The cause of hip pain and dysfunction in patients with protrusio acetabuli is unclear and debated. Whether it is the result of pincer type impingement, medial joint overload, or medialization of the joint center there appears to be a consensus that this condition may be best treated with open surgical dislocation or joint arthroplasty. Thus the purpose is to present the 4 year outcomes of a series of patients with protrusio acetabuli treated arthroscopically.
Four hips in 3 patients, all active women, 26 – 37 years old with hip pain and radiographic evidence of protrusio acetabuli and center edge angle of 50 degrees or more were studied and followed for an average of 4 years (32 – 63 months). Each of these patients underwent arthroscopic anterior and lateral acetabuloplasty, partial labrectomy, synovectomy and chondroplasty. Follow up included evaluation with the modified Harris Hip Score (MHHS), radiographs, and clinical history and examination.

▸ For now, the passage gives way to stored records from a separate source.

// src/utils.rs

/// Normalize plain-text skill lists: collapse spaces/tabs, drop blank lines,
/// trim every line.
pub fn clean_text(text: &str) -> String {
    let mut collapsed = String::with_capacity(text.len());
    let mut in_blank = false;
    let mut newlines = 0usize;

    for c in text.chars() {
        match c {
            ' ' | '\t' => {
                if !in_blank {
                    collapsed.push(' ');
                    in_blank = true;
                }
            }
            '\n' => {
                in_blank = false;
                newlines += 1;
                if newlines == 1 {
                    collapsed.push('\n');
                }
                continue;
            }
            _ => {
                in_blank = false;
                collapsed.push(c);
            }
        }
        newlines = 0;
    }

    collapsed
        .split('\n')
        .map(str::trim)
        .collect::<Vec<_>>()
        .join("\n")
        .trim()
        .to_string()
}

/// Normalize whitespace in a markup fragment before parsing so the parser
/// does not produce whitespace-only text nodes between tags.
pub fn collapse_markup_whitespace(html: &str) -> String {
    let chars: Vec<char> = html.chars().collect();
    let mut out = String::with_capacity(html.len());
    let mut i = 0;

    while i < chars.len() {
        let c = chars[i];

        if c.is_whitespace() {
            let start = i;
            while i < chars.len() && chars[i].is_whitespace() {
                i += 1;
            }
            let run = &chars[start..i];

            let between_tags = out.ends_with('>') && chars.get(i) == Some(&'<');
            if between_tags {
                continue;
            }

            if run.len() >= 2 {
                out.push(' ');
            } else {
                out.push(run[0]);
            }
            continue;
        }

        out.push(c);
        i += 1;
    }

    out
}

/// Base of a download filename derived from the candidate's name.
pub fn safe_filename_base(name: &str) -> String {
    let parts: Vec<&str> = name.split_whitespace().collect();
    if parts.is_empty() {
        "resume".to_string()
    } else {
        parts.join("_")
    }
}

#[cfg(test)]
mod tests {
    use super::*;

    #[test]
    fn test_clean_text_skills_list() {
        assert_eq!(clean_text("Python,  Go\n\nRust"), "Python, Go\nRust");
        assert_eq!(clean_text("  a\t\tb  \n  c  "), "a b\nc");
        assert_eq!(clean_text(""), "");
        assert_eq!(clean_text("\n\n\nx\n\n"), "x");
    }

    #[test]
    fn test_collapse_markup_whitespace() {
        assert_eq!(
            collapse_markup_whitespace("<ul>\n  <li>A</li>\n  <li>B</li>\n</ul>"),
            "<ul><li>A</li><li>B</li></ul>"
        );
        assert_eq!(
            collapse_markup_whitespace("<p>Built   <strong>x</strong></p>"),
            "<p>Built <strong>x</strong></p>"
        );
        assert_eq!(collapse_markup_whitespace("a b"), "a b");
        assert_eq!(collapse_markup_whitespace("a\nb"), "a\nb");
    }

    #[test]
    fn test_safe_filename_base() {
        assert_eq!(safe_filename_base("Jane  Q Doe"), "Jane_Q_Doe");
        assert_eq!(safe_filename_base("   "), "resume");
        assert_eq!(safe_filename_base(""), "resume");
    }
}
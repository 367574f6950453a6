use crate::config::ConfigError;
use crate::engine::EngineError;
use crate::repository::{DatasetError, RepositoryError};
use crate::telemetry::TelemetryError;
use axum::http::StatusCode;
use axum::response::{IntoResponse, Response};
use axum::Json;
use serde_json::json;
use std::fmt;

#[derive(Debug)]
pub enum AppError {
    Config(ConfigError),
    Telemetry(TelemetryError),
    Io(std::io::Error),
    Server(axum::Error),
    Engine(EngineError),
    Dataset(DatasetError),
    Repository(RepositoryError),
}

impl fmt::Display for AppError {
    fn fmt(&self, f: &mut fmt::Formatter<'_>) -> fmt::Result {
        match self {
            AppError::Config(err) => write!(f, "configuration error: {}", err),
            AppError::Telemetry(err) => write!(f, "telemetry error: {}", err),
            AppError::Io(err) => write!(f, "io error: {}", err),
            AppError::Server(err) => write!(f, "server error: {}", err),
            AppError::Engine(err) => write!(f, "invalid request: {}", err),
            AppError::Dataset(err) => write!(f, "dataset error: {}", err),
            AppError::Repository(err) => write!(f, "repository error: {}", err),
        }
    }
}

impl std::error::Error for AppError {
    fn source(&self) -> Option<&(dyn std::error::Error + 'static)> {
        match self {
            AppError::Config(err) => Some(err),
            AppError::Telemetry(err) => Some(err),
            AppError::Io(err) => Some(err),
            AppError::Server(err) => Some(err),
            AppError::Engine(err) => Some(err),
            AppError::Dataset(err) => Some(err),
            AppError::Repository(err) => Some(err),
        }
    }
}

impl AppError {
    pub fn status_code(&self) -> StatusCode {
        match self {
            AppError::Engine(_) | AppError::Dataset(_) => StatusCode::BAD_REQUEST,
            AppError::Repository(RepositoryError::NotFound(_)) => StatusCode::NOT_FOUND,
            AppError::Config(_)
            | AppError::Telemetry(_)
            | AppError::Io(_)
            | AppError::Server(_)
            | AppError::Repository(_) => StatusCode::INTERNAL_SERVER_ERROR,
        }
    }
}

impl IntoResponse for AppError {
    fn into_response(self) -> Response {
        let status = self.status_code();
        let body = Json(json!({ "error": self.to_string() }));
        (status, body).into_response()
    }
}

impl From<ConfigError> for AppError {
    fn from(value: ConfigError) -> Self {
        Self::Config(value)
    }
}

impl From<TelemetryError> for AppError {
    fn from(value: TelemetryError) -> Self {
        Self::Telemetry(value)
    }
}

impl From<std::io::Error> for AppError {
    fn from(value: std::io::Error) -> Self {
        Self::Io(value)
    }
}

impl From<axum::Error> for AppError {
    fn from(value: axum::Error) -> Self {
        Self::Server(value)
    }
}

impl From<EngineError> for AppError {
    fn from(value: EngineError) -> Self {
        Self::Engine(value)
    }
}

impl From<DatasetError> for AppError {
    fn from(value: DatasetError) -> Self {
        Self::Dataset(value)
    }
}

impl From<RepositoryError> for AppError {
    fn from(value: RepositoryError) -> Self {
        Self::Repository(value)
    }
}

#[cfg(test)]
mod tests {
    use super::*;

    #[test]
    fn maps_engine_errors_to_bad_request() {
        let err = AppError::from(EngineError::InvalidAmount {
            field: "total",
            value: -5,
        });
        assert_eq!(err.status_code(), StatusCode::BAD_REQUEST);
        assert_eq!(
            err.to_string(),
            "invalid request: total must not be negative (got -5)"
        );
    }

    #[test]
    fn maps_missing_records_to_not_found() {
        let err = AppError::from(RepositoryError::NotFound(42));
        assert_eq!(err.status_code(), StatusCode::NOT_FOUND);
    }
}
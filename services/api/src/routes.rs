use crate::infra::{as_of_moment, deserialize_date, deserialize_optional_date, AppState};
use axum::extract::{Path, Query};
use axum::http::{header, StatusCode};
use axum::response::IntoResponse;
use axum::routing::{get, post};
use axum::{Extension, Json, Router};
use chrono::{Local, NaiveDate};
use lending_ops::engine::{
    application_debt, by_entity, category_summary, classify, compile, matching_rule, over_time,
    portfolio_overview, reconcile, schedule, status_distribution, ApplicationId, Category,
    CategoryCount, DebtSummary, EntityBucket, EntityDimension, FilterSpec, Granularity, Payment,
    PortfolioOverview, ScheduleEntry, StatusDistribution, TimeSeries,
};
use lending_ops::error::AppError;
use lending_ops::repository::RepositoryError;
use serde::{Deserialize, Serialize};
use serde_json::json;
use tracing::debug;

pub(crate) fn router(state: AppState) -> Router {
    Router::new()
        .route("/health", get(healthcheck))
        .route("/ready", get(readiness_endpoint))
        .route("/metrics", get(metrics_endpoint))
        .route("/api/v1/applications/query", post(query_endpoint))
        .route(
            "/api/v1/applications/:application_id/debt",
            get(debt_endpoint),
        )
        .route("/api/v1/schedule", post(schedule_endpoint))
        .route("/api/v1/reconcile", post(reconcile_endpoint))
        .route("/api/v1/status/:raw_status", get(status_endpoint))
        .layer(Extension(state))
}

fn today_or(date: Option<NaiveDate>) -> NaiveDate {
    date.unwrap_or_else(|| Local::now().date_naive())
}

pub(crate) async fn healthcheck() -> Json<serde_json::Value> {
    Json(json!({ "status": "ok" }))
}

pub(crate) async fn readiness_endpoint(Extension(state): Extension<AppState>) -> impl IntoResponse {
    let ready = state.readiness.load(std::sync::atomic::Ordering::Relaxed);
    let status = if ready {
        StatusCode::OK
    } else {
        StatusCode::SERVICE_UNAVAILABLE
    };

    let payload = if ready {
        json!({ "status": "ready" })
    } else {
        json!({ "status": "initializing" })
    };

    (status, Json(payload))
}

pub(crate) async fn metrics_endpoint(Extension(state): Extension<AppState>) -> impl IntoResponse {
    let body = state
        .metrics
        .as_ref()
        .map(|handle| handle.render())
        .unwrap_or_default();

    (
        StatusCode::OK,
        [(header::CONTENT_TYPE, "text/plain; version=0.0.4")],
        body,
    )
}

#[derive(Debug, Default, Deserialize)]
pub(crate) struct QueryRequest {
    #[serde(default)]
    pub(crate) filter: FilterSpec,
    #[serde(default)]
    pub(crate) granularity: Granularity,
    #[serde(default, deserialize_with = "deserialize_optional_date")]
    pub(crate) as_of: Option<NaiveDate>,
}

#[derive(Debug, Serialize)]
pub(crate) struct QueryResponse {
    pub(crate) as_of: NaiveDate,
    pub(crate) total: usize,
    pub(crate) matched: usize,
    pub(crate) application_ids: Vec<ApplicationId>,
    pub(crate) categories: Vec<CategoryCount>,
    pub(crate) by_fillial: Vec<EntityBucket>,
    pub(crate) by_merchant: Vec<EntityBucket>,
    pub(crate) statuses: StatusDistribution,
    pub(crate) timeline: TimeSeries,
    pub(crate) portfolio: PortfolioOverview,
}

pub(crate) async fn query_endpoint(
    Extension(state): Extension<AppState>,
    Json(request): Json<QueryRequest>,
) -> Result<Json<QueryResponse>, AppError> {
    let applications = state.repository.list()?;
    let directory = state.repository.directory()?;
    let filter = compile(&request.filter, &directory)?;
    let matched = filter.apply(&applications);
    let as_of = today_or(request.as_of);

    debug!(
        total = applications.len(),
        matched = matched.len(),
        granularity = %request.granularity,
        "application query evaluated"
    );

    Ok(Json(QueryResponse {
        as_of,
        total: applications.len(),
        matched: matched.len(),
        application_ids: matched.iter().map(|application| application.id).collect(),
        categories: category_summary(matched.iter().copied()),
        by_fillial: by_entity(matched.iter().copied(), EntityDimension::Fillial, &directory),
        by_merchant: by_entity(matched.iter().copied(), EntityDimension::Merchant, &directory),
        statuses: status_distribution(matched.iter().copied()),
        timeline: over_time(matched.iter().copied(), request.granularity),
        portfolio: portfolio_overview(matched.iter().copied(), as_of_moment(as_of))?,
    }))
}

#[derive(Debug, Default, Deserialize)]
pub(crate) struct DebtQuery {
    #[serde(default, deserialize_with = "deserialize_optional_date")]
    pub(crate) as_of: Option<NaiveDate>,
}

pub(crate) async fn debt_endpoint(
    Extension(state): Extension<AppState>,
    Path(application_id): Path<u64>,
    Query(query): Query<DebtQuery>,
) -> Result<Json<DebtSummary>, AppError> {
    let application = state
        .repository
        .fetch(ApplicationId(application_id))?
        .ok_or(RepositoryError::NotFound(application_id))?;
    let as_of = as_of_moment(today_or(query.as_of));

    Ok(Json(application_debt(&application, as_of)?))
}

#[derive(Debug, Deserialize)]
pub(crate) struct ScheduleRequest {
    pub(crate) total: i64,
    pub(crate) term_months: i64,
    #[serde(deserialize_with = "deserialize_date")]
    pub(crate) start_date: NaiveDate,
}

pub(crate) async fn schedule_endpoint(
    Json(request): Json<ScheduleRequest>,
) -> Result<Json<Vec<ScheduleEntry>>, AppError> {
    let entries = schedule(request.total, request.term_months, request.start_date)?;
    Ok(Json(entries))
}

#[derive(Debug, Deserialize)]
pub(crate) struct ReconcileRequest {
    pub(crate) schedule: Vec<ScheduleEntry>,
    #[serde(default)]
    pub(crate) payments: Vec<Payment>,
    #[serde(default, deserialize_with = "deserialize_optional_date")]
    pub(crate) as_of: Option<NaiveDate>,
}

pub(crate) async fn reconcile_endpoint(
    Json(request): Json<ReconcileRequest>,
) -> Result<Json<DebtSummary>, AppError> {
    let as_of = as_of_moment(today_or(request.as_of));
    let summary = reconcile(&request.schedule, &request.payments, as_of)?;
    Ok(Json(summary))
}

#[derive(Debug, Serialize)]
pub(crate) struct StatusClassification {
    pub(crate) raw_status: String,
    pub(crate) category: Category,
    pub(crate) label: &'static str,
    pub(crate) rule: Option<usize>,
}

pub(crate) async fn status_endpoint(Path(raw_status): Path<String>) -> Json<StatusClassification> {
    let category = classify(&raw_status);
    Json(StatusClassification {
        rule: matching_rule(&raw_status),
        category,
        label: category.label(),
        raw_status,
    })
}
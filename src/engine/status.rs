//! Canonical lifecycle categories for free-form application statuses.
//!
//! Upstream systems report statuses as loosely-typed strings. They are normalized here through an
//! ordered rule table: the first rule that matches decides the category, and anything unmatched
//! falls back to [`Category::Pending`].

use std::str::FromStr;

use serde::{Deserialize, Serialize};

#[derive(Debug, Clone, Copy, PartialEq, Eq, PartialOrd, Ord, Hash, Serialize, Deserialize)]
#[serde(rename_all = "SCREAMING_SNAKE_CASE")]
pub enum Category {
    Confirmed,
    Finished,
    Rejected,
    Limit,
    Pending,
}

impl Category {
    pub const fn ordered() -> [Self; 5] {
        [
            Self::Confirmed,
            Self::Finished,
            Self::Rejected,
            Self::Limit,
            Self::Pending,
        ]
    }

    pub const fn label(self) -> &'static str {
        match self {
            Self::Confirmed => "Confirmed",
            Self::Finished => "Finished",
            Self::Rejected => "Rejected",
            Self::Limit => "Limit",
            Self::Pending => "Pending",
        }
    }

    pub const fn code(self) -> &'static str {
        match self {
            Self::Confirmed => "CONFIRMED",
            Self::Finished => "FINISHED",
            Self::Rejected => "REJECTED",
            Self::Limit => "LIMIT",
            Self::Pending => "PENDING",
        }
    }
}

impl FromStr for Category {
    type Err = String;

    /// Parses a category code such as `finished`; this does not classify raw statuses.
    fn from_str(value: &str) -> Result<Self, Self::Err> {
        let code = value.trim().to_ascii_uppercase();
        Category::ordered()
            .into_iter()
            .find(|category| category.code() == code)
            .ok_or_else(|| format!("unknown category '{}'", value.trim()))
    }
}

/// One documented rule: the status matches when it equals any `exact` value (case-sensitive) or
/// contains any `contains` fragment (case-insensitive).
#[derive(Debug, Clone, Copy, PartialEq, Eq)]
pub struct StatusRule {
    pub exact: &'static [&'static str],
    pub contains: &'static [&'static str],
    pub category: Category,
}

impl StatusRule {
    fn matches(&self, raw: &str, upper: &str) -> bool {
        self.exact.iter().any(|value| *value == raw)
            || self
                .contains
                .iter()
                .any(|fragment| upper.contains(fragment))
    }
}

/// Evaluated top to bottom. Fragments in `contains` must be upper case.
pub const STATUS_RULES: &[StatusRule] = &[
    StatusRule {
        exact: &["CONFIRMED"],
        contains: &[],
        category: Category::Confirmed,
    },
    StatusRule {
        exact: &["FINISHED", "COMPLETED", "ACTIVE"],
        contains: &[],
        category: Category::Finished,
    },
    StatusRule {
        exact: &["REJECTED"],
        contains: &["CANCELED", "RAD", "SCORING", "DECLINED", "REFUSED"],
        category: Category::Rejected,
    },
    StatusRule {
        exact: &["LIMIT"],
        contains: &["LIMIT"],
        category: Category::Limit,
    },
    StatusRule {
        exact: &[
            "CREATED",
            "ADDED_DETAIL",
            "ADDED_PRODUCT",
            "PENDING",
            "NEW",
            "PROCESSING",
        ],
        contains: &["WAITING"],
        category: Category::Pending,
    },
];

/// Index into [`STATUS_RULES`] of the rule that decides `raw`, or `None` when the default applies.
pub fn matching_rule(raw: &str) -> Option<usize> {
    let upper = raw.to_uppercase();
    STATUS_RULES
        .iter()
        .position(|rule| rule.matches(raw, &upper))
}

/// Unknown statuses are reported as pending.
// TODO: confirm with operations whether unrecognized statuses deserve their own category.
pub fn classify(raw: &str) -> Category {
    matching_rule(raw)
        .map(|index| STATUS_RULES[index].category)
        .unwrap_or(Category::Pending)
}

#[cfg(test)]
mod tests {
    use super::*;

    #[test]
    fn exact_statuses_map_to_their_category() {
        assert_eq!(classify("CONFIRMED"), Category::Confirmed);
        assert_eq!(classify("FINISHED"), Category::Finished);
        assert_eq!(classify("COMPLETED"), Category::Finished);
        assert_eq!(classify("ACTIVE"), Category::Finished);
        assert_eq!(classify("REJECTED"), Category::Rejected);
        assert_eq!(classify("LIMIT"), Category::Limit);
        for pending in [
            "CREATED",
            "ADDED_DETAIL",
            "ADDED_PRODUCT",
            "PENDING",
            "NEW",
            "PROCESSING",
        ] {
            assert_eq!(classify(pending), Category::Pending, "{pending}");
        }
    }

    #[test]
    fn rejection_fragments_match_case_insensitively() {
        assert_eq!(classify("SCORING RAD ETDI"), Category::Rejected);
        assert_eq!(classify("canceled_by_client"), Category::Rejected);
        assert_eq!(classify("Declined by bank"), Category::Rejected);
        assert_eq!(classify("USER_REFUSED"), Category::Rejected);
    }

    #[test]
    fn scoring_in_progress_stays_rejected() {
        assert_eq!(classify("SCORING_IN_PROGRESS"), Category::Rejected);
        assert_eq!(matching_rule("SCORING_IN_PROGRESS"), Some(2));
    }

    #[test]
    fn rejection_outranks_limit() {
        assert_eq!(classify("LIMIT_DECLINED"), Category::Rejected);
        assert_eq!(classify("OVER_LIMIT"), Category::Limit);
    }

    #[test]
    fn waiting_and_unknown_statuses_are_pending() {
        assert_eq!(classify("WAITING_FOR_DOCUMENTS"), Category::Pending);
        assert_eq!(matching_rule("WAITING_FOR_DOCUMENTS"), Some(4));
        assert_eq!(classify("SOMETHING_NEW_FROM_UPSTREAM"), Category::Pending);
        assert_eq!(matching_rule("SOMETHING_NEW_FROM_UPSTREAM"), None);
        assert_eq!(classify(""), Category::Pending);
    }

    #[test]
    fn exact_rules_are_case_sensitive() {
        assert_eq!(classify("confirmed"), Category::Pending);
        assert_eq!(classify("finished"), Category::Pending);
    }

    #[test]
    fn parses_category_codes() {
        assert_eq!("finished".parse::<Category>(), Ok(Category::Finished));
        assert_eq!(" LIMIT ".parse::<Category>(), Ok(Category::Limit));
        assert!("ACTIVE".parse::<Category>().is_err());
    }

    #[test]
    fn every_rule_is_reachable() {
        let samples = ["CONFIRMED", "ACTIVE", "REJECTED", "LIMIT_EXCEEDED", "WAITING_BANK"];
        assert_eq!(samples.len(), STATUS_RULES.len());
        for (index, sample) in samples.iter().enumerate() {
            assert_eq!(matching_rule(sample), Some(index), "{sample}");
        }
    }

    #[test]
    fn exact_and_substring_forms_report_the_same_rule() {
        assert_eq!(matching_rule("REJECTED"), matching_rule("canceled_by_client"));
        assert_eq!(matching_rule("LIMIT"), Some(3));
        assert_eq!(matching_rule("OVER_LIMIT"), Some(3));
        assert_eq!(matching_rule("NEW"), matching_rule("WAITING_FOR_CONTRACT"));
    }
}
//! Compiles dashboard filter selections into a single application predicate.
//!
//! Hierarchical facets (region, merchant, agent) are resolved against the [`Directory`] once, at
//! compile time, into plain fillial id sets. The resulting [`CompiledFilter`] owns everything it
//! needs, so it can be shared across threads and evaluated per application without coordination.

use std::collections::BTreeSet;

use chrono::NaiveDate;
use serde::{Deserialize, Serialize};
use tracing::debug;

use super::directory::Directory;
use super::domain::{AgentId, Application, FillialId, MerchantId};
use super::status::Category;
use super::EngineError;

/// Inclusive principal bounds. A missing application amount is compared as zero.
#[derive(Debug, Clone, Copy, Default, PartialEq, Eq, Serialize, Deserialize)]
pub struct AmountRange {
    #[serde(default)]
    pub min: Option<i64>,
    #[serde(default)]
    pub max: Option<i64>,
}

/// Inclusive creation date bounds; the end date covers the whole day.
#[derive(Debug, Clone, Copy, Default, PartialEq, Eq, Serialize, Deserialize)]
pub struct DateRange {
    #[serde(default)]
    pub start: Option<NaiveDate>,
    #[serde(default)]
    pub end: Option<NaiveDate>,
}

/// Filter selections as submitted by the dashboard. Every facet is optional.
#[derive(Debug, Clone, Default, PartialEq, Serialize, Deserialize)]
#[serde(default)]
pub struct FilterSpec {
    pub search: Option<String>,
    pub status: Option<Category>,
    pub paid: Option<bool>,
    pub payment_method: Option<String>,
    pub fillial_id: Option<FillialId>,
    pub region: Option<String>,
    pub merchant_id: Option<MerchantId>,
    pub agent_id: Option<AgentId>,
    pub expired_month: Option<u32>,
    pub amount: Option<AmountRange>,
    pub created: Option<DateRange>,
}

#[derive(Debug, Clone, PartialEq)]
enum Facet {
    Search(String),
    Status(Category),
    Paid(bool),
    PaymentMethod(String),
    Fillials(BTreeSet<FillialId>),
    ExpiredMonth(u32),
    Amount {
        min: Option<i64>,
        max: Option<i64>,
    },
    Created {
        start: Option<NaiveDate>,
        end: Option<NaiveDate>,
    },
    Nothing,
}

impl Facet {
    fn matches(&self, application: &Application) -> bool {
        match self {
            Facet::Search(needle) => [
                application.full_name.as_deref(),
                application.phone.as_deref(),
                application.passport.as_deref(),
            ]
            .into_iter()
            .flatten()
            .any(|field| field.to_lowercase().contains(needle.as_str())),
            Facet::Status(category) => application.category() == *category,
            Facet::Paid(paid) => {
                application.category() != Category::Finished || application.paid == *paid
            }
            Facet::PaymentMethod(method) => {
                application.category() == Category::Finished
                    && application.paid
                    && application
                        .payment_method
                        .as_deref()
                        .map(|value| value.trim().to_lowercase() == *method)
                        .unwrap_or(false)
            }
            Facet::Fillials(ids) => ids.contains(&application.fillial_id),
            Facet::ExpiredMonth(months) => application.term_months == Some(*months),
            Facet::Amount { min, max } => {
                let amount = application.principal();
                min.map_or(true, |min| amount >= min) && max.map_or(true, |max| amount <= max)
            }
            Facet::Created { start, end } => {
                let created = application.created_on();
                start.map_or(true, |start| created >= start)
                    && end.map_or(true, |end| created <= end)
            }
            Facet::Nothing => false,
        }
    }
}

/// Conjunction of every facet present in a [`FilterSpec`].
#[derive(Debug, Clone, Default, PartialEq)]
pub struct CompiledFilter {
    facets: Vec<Facet>,
}

impl CompiledFilter {
    pub fn matches(&self, application: &Application) -> bool {
        self.facets.iter().all(|facet| facet.matches(application))
    }

    /// Matching applications in input order.
    pub fn apply<'a>(&self, applications: &'a [Application]) -> Vec<&'a Application> {
        applications
            .iter()
            .filter(|application| self.matches(application))
            .collect()
    }

    pub fn count(&self, applications: &[Application]) -> usize {
        applications
            .iter()
            .filter(|application| self.matches(application))
            .count()
    }

    pub fn is_unrestricted(&self) -> bool {
        self.facets.is_empty()
    }
}

fn normalized_text(value: Option<&str>) -> Option<String> {
    value
        .map(|value| value.trim().to_lowercase())
        .filter(|value| !value.is_empty())
}

fn validate_amount_range(range: &AmountRange) -> Result<(), EngineError> {
    for (field, bound) in [("amount.min", range.min), ("amount.max", range.max)] {
        if let Some(value) = bound {
            if value < 0 {
                return Err(EngineError::InvalidAmount { field, value });
            }
        }
    }

    if let (Some(min), Some(max)) = (range.min, range.max) {
        if min > max {
            return Err(EngineError::InvalidRange {
                field: "amount",
                start: min.to_string(),
                end: max.to_string(),
            });
        }
    }

    Ok(())
}

fn validate_date_range(range: &DateRange) -> Result<(), EngineError> {
    if let (Some(start), Some(end)) = (range.start, range.end) {
        if end < start {
            return Err(EngineError::InvalidRange {
                field: "created",
                start: start.to_string(),
                end: end.to_string(),
            });
        }
    }
    Ok(())
}

/// Resolve `spec` against `directory` into a reusable predicate.
pub fn compile(spec: &FilterSpec, directory: &Directory) -> Result<CompiledFilter, EngineError> {
    let mut facets = Vec::new();

    if let Some(needle) = normalized_text(spec.search.as_deref()) {
        facets.push(Facet::Search(needle));
    }

    if let Some(category) = spec.status {
        facets.push(Facet::Status(category));
    }

    if let Some(paid) = spec.paid {
        facets.push(Facet::Paid(paid));
    }

    if let Some(method) = normalized_text(spec.payment_method.as_deref()) {
        facets.push(Facet::PaymentMethod(method));
    }

    if let Some(fillial_id) = spec.fillial_id {
        facets.push(Facet::Fillials(BTreeSet::from([fillial_id])));
    }

    if let Some(region) = normalized_text(spec.region.as_deref()) {
        let ids = directory.fillials_where(|fillial| fillial.region.trim().to_lowercase() == region);
        facets.push(Facet::Fillials(ids));
    }

    if let Some(merchant_id) = spec.merchant_id {
        let ids = directory.fillials_where(|fillial| fillial.merchant_id == merchant_id);
        facets.push(Facet::Fillials(ids));
    }

    if let Some(agent_id) = spec.agent_id {
        match directory.agent(agent_id) {
            Some(agent) => facets.push(Facet::Fillials(agent.fillial_ids.clone())),
            None => {
                debug!(agent_id = agent_id.0, "agent filter does not resolve; matching nothing");
                facets.push(Facet::Nothing);
            }
        }
    }

    if let Some(months) = spec.expired_month {
        facets.push(Facet::ExpiredMonth(months));
    }

    if let Some(range) = &spec.amount {
        validate_amount_range(range)?;
        if range.min.is_some() || range.max.is_some() {
            facets.push(Facet::Amount {
                min: range.min,
                max: range.max,
            });
        }
    }

    if let Some(range) = &spec.created {
        validate_date_range(range)?;
        if range.start.is_some() || range.end.is_some() {
            facets.push(Facet::Created {
                start: range.start,
                end: range.end,
            });
        }
    }

    debug!(facets = facets.len(), "compiled application filter");
    Ok(CompiledFilter { facets })
}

At an average 4 year follow up, these patients were noted to have a reduction in their center edge angle of 8 degrees on average from 58 degrees (50 – 67) to 50 degrees (42 – 60) and marked improvements in their pain and function. Modified Harris Hip Score improved from an average of 54 (39.6 – 68) pre –operatively to 97 (87 – 100) at final follow up. All three patients were happy with their outcomes. The one patient with degenerative changes on pre-operative radiographs (a 26 year old), was the only one with a score of less than 100 post-operatively.
While technically difficult to perform, arthroscopic management of protrusio acetabuli may be a viable option for young patients with this diagnosis and no arthritis.